Stopping at the line that holds "during export operations.", repeat the lines below exactly, starting from the very first and including that final line.

::: MATERIAL SUPPLIED

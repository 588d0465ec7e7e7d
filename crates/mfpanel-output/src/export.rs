//! Export functionality for panels and coefficient tables.
//!
//! This module provides CSV and JSON export of the beta panels, the raw
//! coefficient rows and any [`TextTable`].

use crate::summary::{BetaPanels, DistributionPanel, MeanPanel};
use crate::table::TextTable;
use mfpanel_factors::regressor_labels;
use mfpanel_regression::FactorBetaPanel;
use std::fs::File;
use std::io::Write;
use std::path::{Path, PathBuf};
use thiserror::Error;

/// Errors that can occur during export operations.
#[derive(Debug, Error)]
pub enum ExportError {
    /// CSV serialization error.
    #[error("CSV serialization error: {0}")]
    Csv(#[from] csv::Error),

    /// JSON serialization error.
    #[error("JSON serialization error: {0}")]
    Json(#[from] serde_json::Error),

    /// IO error.
    #[error("IO error: {0}")]
    Io(#[from] std::io::Error),

    /// Invalid format error.
    #[error("Invalid format: {0}")]
    InvalidFormat(String),
}

/// Export format options.
#[derive(Debug, Clone, Copy, PartialEq, Eq)]
pub enum ExportFormat {
    /// Comma-separated values format.
    Csv,

    /// Compact JSON format.
    Json,

    /// Pretty-printed JSON format.
    PrettyJson,
}

impl ExportFormat {
    /// Get the file extension for this format.
    pub const fn extension(&self) -> &str {
        match self {
            Self::Csv => "csv",
            Self::Json | Self::PrettyJson => "json",
        }
    }
}

/// Trait for exporting data in various formats.
pub trait Exporter {
    /// Export data to a string in the specified format.
    ///
    /// # Errors
    ///
    /// Returns an error if serialization fails.
    fn export_to_string(&self, format: ExportFormat) -> Result<String, ExportError>;

    /// Export data to a file in the specified format.
    ///
    /// # Errors
    ///
    /// Returns an error if serialization or file writing fails.
    fn export_to_file(&self, path: &Path, format: ExportFormat) -> Result<(), ExportError> {
        let content = self.export_to_string(format)?;
        let mut file = File::create(path)?;
        file.write_all(content.as_bytes())?;
        Ok(())
    }
}

fn finish(wtr: csv::Writer<Vec<u8>>) -> Result<String, ExportError> {
    let bytes = wtr.into_inner().map_err(|e| e.into_error())?;
    String::from_utf8(bytes).map_err(|e| ExportError::InvalidFormat(e.to_string()))
}

fn number(value: f64) -> String {
    if value.is_nan() {
        String::new()
    } else {
        value.to_string()
    }
}

impl Exporter for TextTable {
    fn export_to_string(&self, format: ExportFormat) -> Result<String, ExportError> {
        match format {
            ExportFormat::Csv => {
                let mut wtr = csv::Writer::from_writer(vec![]);
                let header: Vec<&str> = std::iter::once(self.label_header.as_str())
                    .chain(self.columns.iter().map(String::as_str))
                    .collect();
                wtr.write_record(&header)?;
                for (label, values) in &self.rows {
                    let record: Vec<String> = std::iter::once(label.clone())
                        .chain(values.iter().map(|v| number(*v)))
                        .collect();
                    wtr.write_record(&record)?;
                }
                finish(wtr)
            }
            ExportFormat::Json => Ok(serde_json::to_string(self)?),
            ExportFormat::PrettyJson => Ok(serde_json::to_string_pretty(self)?),
        }
    }
}

impl Exporter for DistributionPanel {
    fn export_to_string(&self, format: ExportFormat) -> Result<String, ExportError> {
        match format {
            ExportFormat::Csv => self.to_table().export_to_string(format),
            ExportFormat::Json => Ok(serde_json::to_string(self)?),
            ExportFormat::PrettyJson => Ok(serde_json::to_string_pretty(self)?),
        }
    }
}

impl Exporter for MeanPanel {
    fn export_to_string(&self, format: ExportFormat) -> Result<String, ExportError> {
        match format {
            ExportFormat::Csv => self.to_table().export_to_string(format),
            ExportFormat::Json => Ok(serde_json::to_string(self)?),
            ExportFormat::PrettyJson => Ok(serde_json::to_string_pretty(self)?),
        }
    }
}

impl Exporter for FactorBetaPanel {
    fn export_to_string(&self, format: ExportFormat) -> Result<String, ExportError> {
        match format {
            ExportFormat::Csv => {
                let mut wtr = csv::Writer::from_writer(vec![]);
                let mut header = vec!["fund_id", "sample", "window", "window_start"];
                header.extend(regressor_labels());
                wtr.write_record(&header)?;
                for row in &self.rows {
                    let mut record = vec![
                        row.fund_id.to_string(),
                        row.sample.to_string(),
                        row.window.to_string(),
                        row.window_start.to_string(),
                    ];
                    record.extend(row.betas.iter().map(|b| number(*b)));
                    wtr.write_record(&record)?;
                }
                finish(wtr)
            }
            ExportFormat::Json => Ok(serde_json::to_string(&self.rows)?),
            ExportFormat::PrettyJson => Ok(serde_json::to_string_pretty(&self.rows)?),
        }
    }
}

/// Write Panels A, B and C into `dir` as `panel_a`, `panel_b`, `panel_c`.
pub fn export_panels(
    panels: &BetaPanels,
    dir: &Path,
    format: ExportFormat,
) -> Result<Vec<PathBuf>, ExportError> {
    std::fs::create_dir_all(dir)?;
    let targets: [(&str, &dyn Exporter); 3] = [
        ("panel_a", &panels.panel_a),
        ("panel_b", &panels.panel_b),
        ("panel_c", &panels.panel_c),
    ];

    let mut written = Vec::with_capacity(targets.len());
    for (name, exporter) in targets {
        let path = dir.join(format!("{}.{}", name, format.extension()));
        exporter.export_to_file(&path, format)?;
        written.push(path);
    }
    Ok(written)
}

::::::

RESPONSE
repository 588d0465ec7e7e7d
filename crates/mfpanel-output/src/export.rs
//! Export functionality for panels and coefficient tables.
//!
//! This module provides CSV and JSON export of the beta panels, the raw
//! coefficient rows and any [`TextTable`].

use crate::summary::{BetaPanels, DistributionPanel, MeanPanel};
use crate::table::TextTable;
use mfpanel_factors::regressor_labels;
use mfpanel_regression::FactorBetaPanel;
use std::fs::File;
use std::io::Write;
use std::path::{Path, PathBuf};
use thiserror::Error;

/// Errors that can occur during export operations.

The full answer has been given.